WORK INSTRUCTION -> Given the listing below, the answer must be only the number of lines containing the string "component".

DATA PROVIDED ->

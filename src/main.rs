use std::{
    fmt::Display,
    fs, io,
    path::{Path, PathBuf},
    str::FromStr,
};

use anyhow::{bail, Context, Result};
use clap::{ArgAction, Parser, Subcommand};
use log::info;
use rinchi_graph::{
    histogram::Histogram,
    molecule::{Element, Molecule},
    reaction::{Reaction, Role},
    rings::RingWord,
    search::{group_by_stereo_change, search, ParallelMode, ReactionQuery, StereoCount},
    vf2::Matcher,
};

#[derive(Parser, Debug)]
#[command(version, about, long_about = None)]
struct Cli {
    /// Log more (-v info, -vv debug, -vvv trace). Ignored if RUST_LOG is set.
    #[arg(short, long, action = ArgAction::Count, global = true)]
    verbose: u8,

    #[command(subcommand)]
    command: Command,
}

#[derive(Subcommand, Debug)]
enum Command {
    /// Print the graph facts of a single-component InChI.
    Molecule {
        inchi: String,

        /// Also print the graph in Graphviz dot format.
        #[arg(long)]
        dot: bool,
    },

    /// Look for a pattern molecule inside a master molecule.
    Match {
        pattern: String,
        master: String,

        /// Count every embedding instead of stopping at the first.
        #[arg(short, long)]
        count: bool,
    },

    /// Summarise the changes across one reaction.
    Reaction { rinchi: String },

    /// Filter a file of RInChIs, one per line, and print the matches as CSV.
    Search {
        path: PathBuf,

        /// Required change in element counts, e.g. `H=-2`.
        #[arg(long, value_parser = parse_change::<Element>)]
        formula: Vec<(Element, i64)>,

        /// Required change in ring counts by size, e.g. `6=1`.
        #[arg(long, value_parser = parse_change::<usize>)]
        rings: Vec<(usize, i64)>,

        /// A ring that a reactant or product must contain, e.g. `CCCCCN`.
        #[arg(long)]
        ring: Option<RingWord>,

        /// Only keep reactions with an isotopically labelled molecule.
        #[arg(long)]
        isotopic: bool,

        /// Only keep reactions with this component InChI.
        #[arg(long)]
        contains: Option<String>,

        /// Where `--contains` must find its InChI.
        #[arg(long, value_enum, default_value_t = Role::Any, requires = "contains")]
        role: Role,

        #[arg(long, value_enum, default_value_t = ParallelMode::Always)]
        parallel: ParallelMode,
    },

    /// Group a file of RInChIs by the stereocentres each reaction creates.
    Stereo {
        path: PathBuf,

        /// Skip stereocentres of unknown or omitted parity.
        #[arg(long)]
        well_defined: bool,

        /// Do not count double-bond stereo.
        #[arg(long)]
        no_sp2: bool,

        /// Do not count tetrahedral stereo.
        #[arg(long)]
        no_sp3: bool,

        #[arg(long, value_enum, default_value_t = ParallelMode::Always)]
        parallel: ParallelMode,
    },
}

fn read_rinchis(path: &Path) -> Result<String> {
    let text =
        fs::read_to_string(path).with_context(|| format!("cannot read {}", path.display()))?;
    if text.lines().all(|l| l.trim().is_empty()) {
        bail!("{} has no reactions", path.display());
    }
    Ok(text)
}

/// Parse `KEY=COUNT` into a histogram entry.
fn parse_change<K>(s: &str) -> Result<(K, i64), String>
where
    K: FromStr,
    K::Err: Display,
{
    let (key, count) = s
        .split_once('=')
        .ok_or_else(|| format!("expected KEY=COUNT, got {s:?}"))?;
    let key = key.parse().map_err(|e| format!("{key:?}: {e}"))?;
    let count = count.parse().map_err(|e| format!("{count:?}: {e}"))?;
    Ok((key, count))
}

fn init_logging(verbose: u8) {
    let level = match verbose {
        0 => "warn",
        1 => "info",
        2 => "debug",
        _ => "trace",
    };

    if std::env::var("RUST_LOG").is_err() {
        let filter = format!("rinchi_graph={level}");
        env_logger::Builder::from_env(env_logger::Env::default().default_filter_or(filter)).init();
    } else {
        env_logger::init();
    }
}

fn describe_molecule(inchi: &str, dot: bool) -> Result<()> {
    let mol = Molecule::from_inchi(inchi).with_context(|| format!("cannot read {inchi}"))?;

    println!("formula: {}", mol.formula());
    println!("atoms: {}", mol.atom_count());
    println!("bonds: {}", mol.bond_count());
    println!("rings: {}", mol.ring_histogram());
    println!("ring words: {}", mol.ring_histogram_with_elements());
    println!("valence: {:?}", mol.valence_histogram());
    println!("hybridization: {:?}", mol.hybridization_histogram());
    println!("stereocentres: {}", mol.stereocentres(false));
    if dot {
        println!("{}", mol.info());
    }
    Ok(())
}

fn match_molecules(pattern: &str, master: &str, count: bool) -> Result<()> {
    let pattern = Molecule::from_inchi(pattern).context("cannot read pattern")?;
    let master = Molecule::from_inchi(master).context("cannot read master")?;
    let matcher = Matcher::new(&pattern, &master);

    if count {
        println!("{}", matcher.sub_count());
    } else {
        match matcher.embeddings().next() {
            Some(mapping) => {
                for (p, m) in mapping.pairs() {
                    println!("{p} -> {m}");
                }
            }
            None => println!("no match"),
        }
    }
    Ok(())
}

fn describe_reaction(rinchi: &str) -> Result<()> {
    let reaction = Reaction::from_rinchi(rinchi).context("cannot read reaction")?;
    let rings = reaction.ring_change();

    println!("direction: {:?}", reaction.direction());
    println!("reactants: {}", reaction.reactants().len());
    println!("products: {}", reaction.products().len());
    println!("agents: {}", reaction.agents().len());
    println!("balanced: {}", reaction.is_balanced());
    println!("formula change: {}", reaction.formula_change());
    println!("ring change: {}", reaction.ring_size_change());
    println!("stereo change: {}", reaction.stereo_change(false, true, true));
    println!(
        "cyclic molecules change: {}, rings change: {}",
        rings.cyclic_molecules, rings.rings
    );
    Ok(())
}

fn main() -> Result<()> {
    let cli = Cli::parse();
    init_logging(cli.verbose);

    match cli.command {
        Command::Molecule { inchi, dot } => describe_molecule(&inchi, dot),
        Command::Match {
            pattern,
            master,
            count,
        } => match_molecules(&pattern, &master, count),
        Command::Reaction { rinchi } => describe_reaction(&rinchi),
        Command::Search {
            path,
            formula,
            rings,
            ring,
            isotopic,
            contains,
            role,
            parallel,
        } => {
            let text = read_rinchis(&path)?;
            let rinchis: Vec<&str> = text.lines().filter(|l| !l.trim().is_empty()).collect();

            let query = ReactionQuery {
                formula: Histogram::from_counts(formula),
                rings: Histogram::from_counts(rings),
                isotopic,
                ring_present: ring,
                contains: contains.map(|inchi| (inchi, role)),
                ..ReactionQuery::default()
            };
            let hits = search(&rinchis, &query, parallel);
            info!("{} of {} reactions matched", hits.len(), rinchis.len());

            let mut writer = csv::Writer::from_writer(io::stdout());
            writer.write_record(["index", "rinchi"])?;
            for i in hits {
                writer.write_record([i.to_string().as_str(), rinchis[i]])?;
            }
            writer.flush()?;
            Ok(())
        }
        Command::Stereo {
            path,
            well_defined,
            no_sp2,
            no_sp3,
            parallel,
        } => {
            let text = read_rinchis(&path)?;
            let rinchis: Vec<&str> = text.lines().filter(|l| !l.trim().is_empty()).collect();

            let stereo = StereoCount {
                well_defined,
                sp2: !no_sp2,
                sp3: !no_sp3,
            };
            let groups = group_by_stereo_change(&rinchis, stereo, parallel);

            let mut writer = csv::Writer::from_writer(io::stdout());
            writer.write_record(["change", "index", "rinchi"])?;
            for (change, indices) in groups {
                for i in indices {
                    writer.write_record([
                        change.to_string().as_str(),
                        i.to_string().as_str(),
                        rinchis[i],
                    ])?;
                }
            }
            writer.flush()?;
            Ok(())
        }
    }
}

RESPONSE TO THIS TASK -> 2